AWS resources used by CDP

The following AWS resources are used by CDP and CDP services.

AWS resources created for a CDP environment

The following AWS resources are created for each AWS environment:

Resource Description
Virtual Private Cloud (VPC) If during environment creation you select to have a new VPC and subnets created, then the new VPC and subnets are created on your AWS account. Alternatively, you can provide your own existing VPC and subnets. In both cases, all compute resources that CDP provisions for the environment are provisioned into this specific VPC.
Identity and Access Management (IAM) The cross-account IAM policy that you provided as your credential allows CDP to obtain an access and secret key from AWS, allowing CDP to create resources for your environment and for CDP services such as Data Hub, Data Warehouse, and Machine Learning on your AWS account.
CloudFormation During environment creation, CloudFormation stack is provisioned for FreeIPA to create required resources. This generates an AWS stack which links and describes the resources of your FreeIPA server.
Elastic Compute Cloud (EC2) During environment creation, an EC2 instance (m5.large) is provisioned for the FreeIPA server node. Furthermore, security groups with the rules specified during environment creation are provisioned to define inbound and outbound access to the instances.
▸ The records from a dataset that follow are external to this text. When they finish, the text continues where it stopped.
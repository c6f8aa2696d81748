//! Data structures shared by the deployment components.
//!
//! These describe what a test run is made of (roles, implementations,
//! test cases) and what it produces (the merged log, exit codes and the
//! final verdict).  They carry no daemon state; everything that talks to
//! a container runtime lives in [`crate::runtime`] and the components
//! built on top of it.

use std::collections::BTreeMap;
use std::fmt;

use serde::{Deserialize, Serialize};

/// Side of the protocol an endpoint container implements.
#[derive(Debug, Clone, Copy, PartialEq, Eq, Hash, PartialOrd, Ord, Serialize, Deserialize)]
#[serde(rename_all = "lowercase")]
pub enum Role {
    Client,
    Server,
}

impl Role {
    pub const ALL: [Role; 2] = [Role::Client, Role::Server];

    pub fn as_str(self) -> &'static str {
        match self {
            Role::Client => "client",
            Role::Server => "server",
        }
    }

    pub fn opposite(self) -> Role {
        match self {
            Role::Client => Role::Server,
            Role::Server => Role::Client,
        }
    }

    /// Start order of endpoint containers: the simulator is stage 0, the
    /// server must be up before the client connects.
    pub fn stage(self) -> u32 {
        match self {
            Role::Server => 1,
            Role::Client => 2,
        }
    }
}

impl fmt::Display for Role {
    fn fmt(&self, f: &mut fmt::Formatter<'_>) -> fmt::Result {
        f.write_str(self.as_str())
    }
}

/// Lifecycle status of a container as reported by the daemon.
#[derive(Debug, Clone, Copy, PartialEq, Eq, Hash)]
pub enum ContainerStatus {
    Created,
    Running,
    Exited,
}

impl ContainerStatus {
    /// Map a docker state string onto the three states the scheduler
    /// cares about.  Paused and restarting containers still hold their
    /// process; dead and removing ones never run again.
    pub fn from_docker(state: &str) -> Option<Self> {
        match state {
            "created" => Some(ContainerStatus::Created),
            "running" | "paused" | "restarting" => Some(ContainerStatus::Running),
            "exited" | "dead" | "removing" => Some(ContainerStatus::Exited),
            _ => None,
        }
    }

    pub fn as_str(self) -> &'static str {
        match self {
            ContainerStatus::Created => "created",
            ContainerStatus::Running => "running",
            ContainerStatus::Exited => "exited",
        }
    }
}

impl fmt::Display for ContainerStatus {
    fn fmt(&self, f: &mut fmt::Formatter<'_>) -> fmt::Result {
        f.write_str(self.as_str())
    }
}

/// ANSI foreground colors cycled through per container.
const COLORS: [&str; 6] = [
    "\x1b[32m", // green
    "\x1b[33m", // yellow
    "\x1b[34m", // blue
    "\x1b[35m", // magenta
    "\x1b[36m", // cyan
    "\x1b[31m", // red
];
const RESET: &str = "\x1b[0m";

/// One line of container output in the merged run log.
#[derive(Debug, Clone, PartialEq, Eq)]
pub struct LogLine {
    pub service: String,
    pub line: String,
    pub color_index: usize,
    pub name_width: usize,
}

impl LogLine {
    pub fn new(service: &str, line: impl Into<String>, index: usize, name_width: usize) -> Self {
        Self {
            service: service.to_string(),
            line: line.into(),
            color_index: index % COLORS.len(),
            name_width,
        }
    }

    pub fn color(&self) -> &'static str {
        COLORS[self.color_index % COLORS.len()]
    }

    /// `<colored padded service> | <line>`
    pub fn formatted(&self) -> String {
        format!(
            "{}{:<width$}{} | {}",
            self.color(),
            self.service,
            RESET,
            self.line,
            width = self.name_width
        )
    }
}

impl fmt::Display for LogLine {
    fn fmt(&self, f: &mut fmt::Formatter<'_>) -> fmt::Result {
        f.write_str(&self.formatted())
    }
}

/// Outcome of one run.
#[derive(Debug, Clone, Default)]
pub struct ExecResult {
    /// Lines of every container, in arrival order.
    pub log: Vec<LogLine>,
    pub timed_out: bool,
    /// Service name → exit code, for every container that exited.
    pub exit_codes: BTreeMap<String, i64>,
    /// Final verdict: a container failed to start or did not exit.
    pub failed: bool,
    /// The final join was interrupted by the user.
    pub interrupted: bool,
}

impl ExecResult {
    /// Result of a run that was abandoned before any container existed.
    pub fn aborted() -> Self {
        Self {
            failed: true,
            ..Default::default()
        }
    }

    pub fn succeeded(&self) -> bool {
        !self.failed && !self.timed_out && !self.interrupted
    }
}

impl fmt::Display for ExecResult {
    fn fmt(&self, f: &mut fmt::Formatter<'_>) -> fmt::Result {
        let log_str = format!("log: {} lines", self.log.len());
        if self.timed_out {
            return write!(f, "<Result: Timeout; {}>", log_str);
        }
        let codes = self
            .exit_codes
            .iter()
            .map(|(name, code)| format!("{}: {}", name, code))
            .collect::<Vec<_>>()
            .join(" ");
        write!(f, "<Result: {}; {}>", codes, log_str)
    }
}

/// A protocol implementation under test, shipped as a container image.
#[derive(Debug, Clone, Serialize, Deserialize)]
pub struct Implementation {
    pub name: String,
    pub image: String,
    /// Content-addressed id the run must use on every host.
    pub image_id: String,
    #[serde(default)]
    pub image_repo_digests: Vec<String>,
    #[serde(default)]
    pub image_versions: Vec<String>,
}

/// How client and server are connected.
#[derive(Debug, Clone, PartialEq, Eq, Serialize, Deserialize)]
#[serde(tag = "mode", rename_all = "snake_case")]
pub enum LinkMode {
    /// Both endpoints on the local host behind the network simulator.
    Emulated,
    /// Endpoints on distinct docker hosts connected by a real network path.
    Real {
        client_host: String,
        server_host: String,
    },
}

/// What the deployment needs to know about a test case.
#[derive(Debug, Clone, Serialize, Deserialize)]
pub struct TestCase {
    pub name: String,
    /// Test name the client implementation is told to run.
    pub client_testname: String,
    /// Test name the server implementation is told to run.
    pub server_testname: String,
    /// Scenario handed to the network simulator.
    pub scenario: String,
    pub link: LinkMode,
    #[serde(default)]
    pub additional_containers: Vec<String>,
}

impl TestCase {
    pub fn testname(&self, role: Role) -> &str {
        match role {
            Role::Client => &self.client_testname,
            Role::Server => &self.server_testname,
        }
    }
}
In addition, the following resources are created for each Data Lake (one per environment):

Resource Description
Identity and Access Management (IAM) The cross-account IAM policy that you provided as your credential allows CDP to obtain an access and secret key from AWS, allowing CDP to create resources for Data Lake on your AWS account.
CloudFormation A CloudFormation stack is provisioned for your Data Lake to create instances, disks, and RDS required. This generates an AWS stack which links and describes the resources of your Data Lake cluster.
Elastic Compute Cloud (EC2) EC2 instances with attached storage are provisioned for the Data Lake nodes. Three m5.2xlarge instances are created. Furthermore, security groups with the rules specified during environment creation are provisioned to define inbound and outbound access to the instances.
Relational Database Service (RDS) An RDS instance (db.m5.large) is provisioned for the Data Lake. This RDS instance is used for Cloudera Manager, Ranger, and Hive MetaStore.
Simple Storage Service (S3) The existing S3 that you provide during environment creation for the Data Lake is used for Data Lake log storage and workload data storage.
DynamoDB S3 storage is eventually consistent, so for example file listing on S3 might miss entries that were only created very recently. To work around the eventual consistency issues, CDP uses S3Guard, a hadoop extension that stores file names in a DynamoDB table. S3Guard can therefore return the expected file listings, without really having to query the S3 content. One DyamoDB table is provisioned for S3Guard during Data Lake provisioning.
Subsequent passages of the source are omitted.